Hi, I have a problem with starting a distributed training with pytorch.
Following is the sample code to repro this issue:
from __future__ import print_function
import os
import torch
import torch.nn as nn
import torch.utils.data as data
import torch.utils.data.distributed
if __name__ == "__main__":
# Initialize the model
model = nn.Sequential(
nn.Linear(20, 10),
nn.Linear(10, 20)
)
torch.distributed.init_process_group(world_size=2, \
init_method='file:///' + os.path.join(os.environ['HOME'], 'distributedFile'), \
backend='gloo')
model.cuda()
model = nn.parallel.DistributedDataParallel(model)
print(4)
for epoch in range(5):
total_loss = 0
for idx in range(5):
in_val = torch.zeros(20)
in_val[idx] = 1.0
print(model)
output = model(in_val)
The error msg is:
Traceback (most recent call last):
File "dist_test.py", line 36, in <module>
output = model(in_val)
File "/opt/conda/envs/pytorch-py3.6/lib/python3.6/site-packages/torch/nn/modules/module.py", line 491, in __call__
result = self.forward(*input, **kwargs)
File "/opt/conda/envs/pytorch-py3.6/lib/python3.6/site-packages/torch/nn/parallel/distributed.py", line 216, in forward
outputs = self.parallel_apply(self._module_copies[:len(inputs)], inputs, kwargs)
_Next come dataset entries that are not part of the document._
//! Page planning for captured bitmaps
//!
//! Pure geometry: how many pages, which source rows land on each page and
//! where they are drawn. All distances are millimetres from the top-left of
//! the page; the renderer flips them into PDF coordinates.

use crate::config::PageGeometry;
use crate::error::ValidationError;
use serde::{Deserialize, Serialize};

/// Slack for float comparisons on page boundaries
const EPSILON: f64 = 1e-6;

#[derive(Debug, Clone, Copy, Default, PartialEq, Eq, Serialize, Deserialize)]
#[serde(rename_all = "camelCase")]
pub enum PaginationMode {
    /// Width-fit, sliced into page-height bands
    #[default]
    Paginate,
    /// Whole bitmap shrunk onto a single page and centered
    FitToPage,
}

/// One source band drawn on one page
#[derive(Debug, Clone, Copy, PartialEq)]
pub struct Placement {
    /// First source row of the band
    pub source_y: u32,
    pub source_height: u32,
    pub x_mm: f64,
    pub y_mm: f64,
    pub width_mm: f64,
    pub height_mm: f64,
}

#[derive(Debug, Clone, PartialEq)]
pub struct PagePlan {
    pub placements: Vec<Placement>,
    /// Source pixels per full page; `None` when nothing is sliced
    pub px_per_page: Option<f64>,
}

impl PagePlan {
    pub fn page_count(&self) -> usize {
        self.placements.len()
    }
}

pub fn plan_pages(
    source_width: u32,
    source_height: u32,
    geometry: &PageGeometry,
    mode: PaginationMode,
) -> Result<PagePlan, ValidationError> {
    if source_width == 0 || source_height == 0 {
        return Err(ValidationError::EmptyBitmap {
            width: source_width,
            height: source_height,
        });
    }

    let src_w = source_width as f64;
    let src_h = source_height as f64;
    let content_w = geometry.content_width() as f64;
    let content_h = geometry.content_height() as f64;
    let margin = geometry.margin_mm as f64;

    if mode == PaginationMode::FitToPage {
        let scale = (content_w / src_w).min(content_h / src_h);
        let (w, h) = (src_w * scale, src_h * scale);
        return Ok(PagePlan {
            placements: vec![Placement {
                source_y: 0,
                source_height,
                x_mm: margin + (content_w - w) / 2.0,
                y_mm: margin + (content_h - h) / 2.0,
                width_mm: w,
                height_mm: h,
            }],
            px_per_page: None,
        });
    }

    // Height of the whole bitmap once scaled to the content width
    let image_h = src_h * content_w / src_w;
    if image_h <= content_h + EPSILON {
        return Ok(PagePlan {
            placements: vec![Placement {
                source_y: 0,
                source_height,
                x_mm: margin,
                y_mm: margin,
                width_mm: content_w,
                height_mm: image_h,
            }],
            px_per_page: None,
        });
    }

    let px_per_page = content_h * src_w / content_w;
    let pages = ((src_h / px_per_page) - EPSILON).ceil().max(1.0) as u32;

    let boundary = |i: u32| -> u32 {
        if i >= pages {
            source_height
        } else {
            ((i as f64 * px_per_page) + EPSILON).floor() as u32
        }
    };

    let placements = (0..pages)
        .map(|i| {
            let top = boundary(i);
            let band = boundary(i + 1) - top;
            Placement {
                source_y: top,
                source_height: band,
                x_mm: margin,
                y_mm: margin,
                width_mm: content_w,
                height_mm: band as f64 * content_w / src_w,
            }
        })
        .filter(|p| p.source_height > 0)
        .collect();

    Ok(PagePlan {
        placements,
        px_per_page: Some(px_per_page),
    })
}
File "/opt/conda/envs/pytorch-py3.6/lib/python3.6/site-packages/torch/nn/parallel/distributed.py", line 223, in parallel_apply
return parallel_apply(replicas, inputs, kwargs, self.device_ids[:len(replicas)])
File "/opt/conda/envs/pytorch-py3.6/lib/python3.6/site-packages/torch/nn/parallel/parallel_apply.py", line 65, in parallel_apply
raise output
File "/opt/conda/envs/pytorch-py3.6/lib/python3.6/site-packages/torch/nn/parallel/parallel_apply.py", line 41, in _worker
output = module(*input, **kwargs)
File "/opt/conda/envs/pytorch-py3.6/lib/python3.6/site-packages/torch/nn/modules/module.py", line 491, in __call__
result = self.forward(*input, **kwargs)
File "/opt/conda/envs/pytorch-py3.6/lib/python3.6/site-packages/torch/nn/modules/container.py", line 91, in forward
input = module(input)
File "/opt/conda/envs/pytorch-py3.6/lib/python3.6/site-packages/torch/nn/modules/module.py", line 491, in __call__
result = self.forward(*input, **kwargs)
File "/opt/conda/envs/pytorch-py3.6/lib/python3.6/site-packages/torch/nn/modules/linear.py", line 55, in forward
return F.linear(input, self.weight, self.bias)
File "/opt/conda/envs/pytorch-py3.6/lib/python3.6/site-packages/torch/nn/functional.py", line 994, in linear
output = input.matmul(weight.t())
RuntimeError: size mismatch, m1: [1 x 10], m2: [20 x 10] at /opt/conda/conda-bld/pytorch_1524586445097/work/aten/src/THC/generic/THCTensorMathBlas.cu:249
terminate called after throwing an instance of 'gloo::EnforceNotMet'
what(): [enforce fail at /opt/conda/conda-bld/pytorch_1524586445097/work/third_party/gloo/gloo/cuda.cu:249] error == cudaSuccess. 29 vs 0. Error at: /opt/conda/conda-bld/pytorch_1524586445097/work/third_party/gloo/gloo/cuda.cu:249: driver shutting down
Any feedback or suggestions would be appreciated.